BEGIN Supplied information

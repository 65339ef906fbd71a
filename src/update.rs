use crate::{error::StoreResult, sqlite::basics::execute};

use rusqlite::{params, Connection};
use tracing::{info, warn};

fn report(op: &str, name: &str, affected: usize) -> usize {
    if affected == 0 {
        warn!(op, name, "no matching character");
    } else {
        info!(op, name, affected, "updated character");
    }
    affected
}

///
/// Set the affiliation of the character with the given name.
/// # Returns
/// * `Ok(0)` - no character carries that name, nothing was changed
/// * `Ok(n)` - the number of updated rows
pub fn affiliation(conn: &Connection, name: &str, new_affiliation: &str) -> StoreResult<usize> {
    let affected = execute(
        conn,
        ("update_affiliation", name),
        "UPDATE characters SET affiliation = ? WHERE name = ?",
        params![new_affiliation, name],
    )?;
    Ok(report("update_affiliation", name, affected))
}

///
/// Set the height (cm) of the character with the given name.
/// Zero affected rows means no character matched.
pub fn height(conn: &Connection, name: &str, new_height: i64) -> StoreResult<usize> {
    let affected = execute(
        conn,
        ("update_height", name),
        "UPDATE characters SET height = ? WHERE name = ?",
        params![new_height, name],
    )?;
    Ok(report("update_height", name, affected))
}
use rusqlite::ErrorCode;
use thiserror::Error;

use std::fmt::Display;

pub type StoreResult<T> = Result<T, StoreError>;

///
/// Failures surfaced by the query layer.
///
/// A missing record is never one of these, lookups report it through
/// `Option`, [`crate::delete::DeleteOutcome`] or [`crate::report::ReportOutcome`].
#[derive(Debug, Error)]
pub enum StoreError {
    #[error("cannot reach the store at '{target}': {source}")]
    ConnectionFailure {
        target: String,
        #[source]
        source: rusqlite::Error,
    },

    #[error("{op}({key}) was rejected by an integrity rule: {source}")]
    ConstraintViolation {
        op: &'static str,
        key: String,
        #[source]
        source: rusqlite::Error,
    },

    #[error("{op}({key}) failed: {source}")]
    QueryExecution {
        op: &'static str,
        key: String,
        #[source]
        source: rusqlite::Error,
    },

    #[error("table '{table}' is missing from the store")]
    MissingTable { table: String },
}

impl StoreError {
    ///
    /// Classify a driver error raised while running `op` for `key`
    /// # Arguments
    /// * `op` - the name of the operation, e.g. `insert`
    /// * `key` - the key parameter of the operation, e.g. the character name
    /// * `source` - the error reported by rusqlite
    pub fn from_driver(op: &'static str, key: impl Display, source: rusqlite::Error) -> Self {
        let key = key.to_string();
        match source.sqlite_error_code() {
            Some(ErrorCode::ConstraintViolation) => Self::ConstraintViolation { op, key, source },
            Some(ErrorCode::CannotOpen | ErrorCode::NotADatabase | ErrorCode::PermissionDenied) => {
                Self::ConnectionFailure {
                    target: format!("{op}({key})"),
                    source,
                }
            }
            _ => Self::QueryExecution { op, key, source },
        }
    }

    pub fn is_constraint_violation(&self) -> bool {
        matches!(self, Self::ConstraintViolation { .. })
    }
}

///
/// Attach the operation name and its key parameter to a driver result,
/// the same way `anyhow::Context` attaches a message
pub trait During<T> {
    fn during(self, op: &'static str, key: impl Display) -> StoreResult<T>;
}

impl<T> During<T> for rusqlite::Result<T> {
    fn during(self, op: &'static str, key: impl Display) -> StoreResult<T> {
        self.map_err(|e| StoreError::from_driver(op, key, e))
    }
}

#[cfg(test)]
mod tests {
    use super::*;
    use rusqlite::Connection;

    #[test]
    fn test_classify_unique_violation() {
        let conn = Connection::open_in_memory().unwrap();
        conn.execute_batch("CREATE TABLE t (name TEXT UNIQUE); INSERT INTO t VALUES ('a');")
            .unwrap();
        let err = conn
            .execute("INSERT INTO t VALUES ('a')", [])
            .during("insert", "a")
            .unwrap_err();
        assert!(err.is_constraint_violation());
        assert!(err.to_string().starts_with("insert(a) was rejected"));
    }

    #[test]
    fn test_classify_malformed_statement() {
        let conn = Connection::open_in_memory().unwrap();
        let err = conn
            .execute("SELEKT nothing", [])
            .during("all", "*")
            .unwrap_err();
        assert!(matches!(err, StoreError::QueryExecution { op: "all", .. }));
    }
}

END Supplied information

* Problem statement *
Restate the records above verbatim, omitting no line.

* Answer box *
repository 65339ef906fbd71a
filename src/update.rs
use crate::{error::StoreResult, sqlite::basics::execute};

use rusqlite::{params, Connection};
use tracing::{info, warn};

fn report(op: &str, name: &str, affected: usize) -> usize {
    if affected == 0 {
        warn!(op, name, "no matching character");
    } else {
        info!(op, name, affected, "updated character");
    }
    affected
}

///
/// Set the affiliation of the character with the given name.
/// # Returns
/// * `Ok(0)` - no character carries that name, nothing was changed
/// * `Ok(n)` - the number of updated rows
pub fn affiliation(conn: &Connection, name: &str, new_affiliation: &str) -> StoreResult<usize> {
    let affected = execute(
        conn,
        ("update_affiliation", name),
        "UPDATE characters SET affiliation = ? WHERE name = ?",
        params![new_affiliation, name],
    )?;
    Ok(report("update_affiliation", name, affected))
}

///
/// Set the height (cm) of the character with the given name.
/// Zero affected rows means no character matched.
pub fn height(conn: &Connection, name: &str, new_height: i64) -> StoreResult<usize> {
    let affected = execute(
        conn,
        ("update_height", name),
        "UPDATE characters SET height = ? WHERE name = ?",
        params![new_height, name],
    )?;
    Ok(report("update_height", name, affected))
}
use rusqlite::ErrorCode;
use thiserror::Error;

use std::fmt::Display;

pub type StoreResult<T> = Result<T, StoreError>;

///
/// Failures surfaced by the query layer.
///
/// A missing record is never one of these, lookups report it through
/// `Option`, [`crate::delete::DeleteOutcome`] or [`crate::report::ReportOutcome`].
#[derive(Debug, Error)]
pub enum StoreError {
    #[error("cannot reach the store at '{target}': {source}")]
    ConnectionFailure {
        target: String,
        #[source]
        source: rusqlite::Error,
    },

    #[error("{op}({key}) was rejected by an integrity rule: {source}")]
    ConstraintViolation {
        op: &'static str,
        key: String,
        #[source]
        source: rusqlite::Error,
    },

    #[error("{op}({key}) failed: {source}")]
    QueryExecution {
        op: &'static str,
        key: String,
        #[source]
        source: rusqlite::Error,
    },

    #[error("table '{table}' is missing from the store")]
    MissingTable { table: String },
}

impl StoreError {
    ///
    /// Classify a driver error raised while running `op` for `key`
    /// # Arguments
    /// * `op` - the name of the operation, e.g. `insert`
    /// * `key` - the key parameter of the operation, e.g. the character name
    /// * `source` - the error reported by rusqlite
    pub fn from_driver(op: &'static str, key: impl Display, source: rusqlite::Error) -> Self {
        let key = key.to_string();
        match source.sqlite_error_code() {
            Some(ErrorCode::ConstraintViolation) => Self::ConstraintViolation { op, key, source },
            Some(ErrorCode::CannotOpen | ErrorCode::NotADatabase | ErrorCode::PermissionDenied) => {
                Self::ConnectionFailure {
                    target: format!("{op}({key})"),
                    source,
                }
            }
            _ => Self::QueryExecution { op, key, source },
        }
    }

    pub fn is_constraint_violation(&self) -> bool {
        matches!(self, Self::ConstraintViolation { .. })
    }
}

///
/// Attach the operation name and its key parameter to a driver result,
/// the same way `anyhow::Context` attaches a message
pub trait During<T> {
    fn during(self, op: &'static str, key: impl Display) -> StoreResult<T>;
}

impl<T> During<T> for rusqlite::Result<T> {
    fn during(self, op: &'static str, key: impl Display) -> StoreResult<T> {
        self.map_err(|e| StoreError::from_driver(op, key, e))
    }
}

#[cfg(test)]
mod tests {
    use super::*;
    use rusqlite::Connection;

    #[test]
    fn test_classify_unique_violation() {
        let conn = Connection::open_in_memory().unwrap();
        conn.execute_batch("CREATE TABLE t (name TEXT UNIQUE); INSERT INTO t VALUES ('a');")
            .unwrap();
        let err = conn
            .execute("INSERT INTO t VALUES ('a')", [])
            .during("insert", "a")
            .unwrap_err();
        assert!(err.is_constraint_violation());
        assert!(err.to_string().starts_with("insert(a) was rejected"));
    }

    #[test]
    fn test_classify_malformed_statement() {
        let conn = Connection::open_in_memory().unwrap();
        let err = conn
            .execute("SELEKT nothing", [])
            .during("all", "*")
            .unwrap_err();
        assert!(matches!(err, StoreError::QueryExecution { op: "all", .. }));
    }
}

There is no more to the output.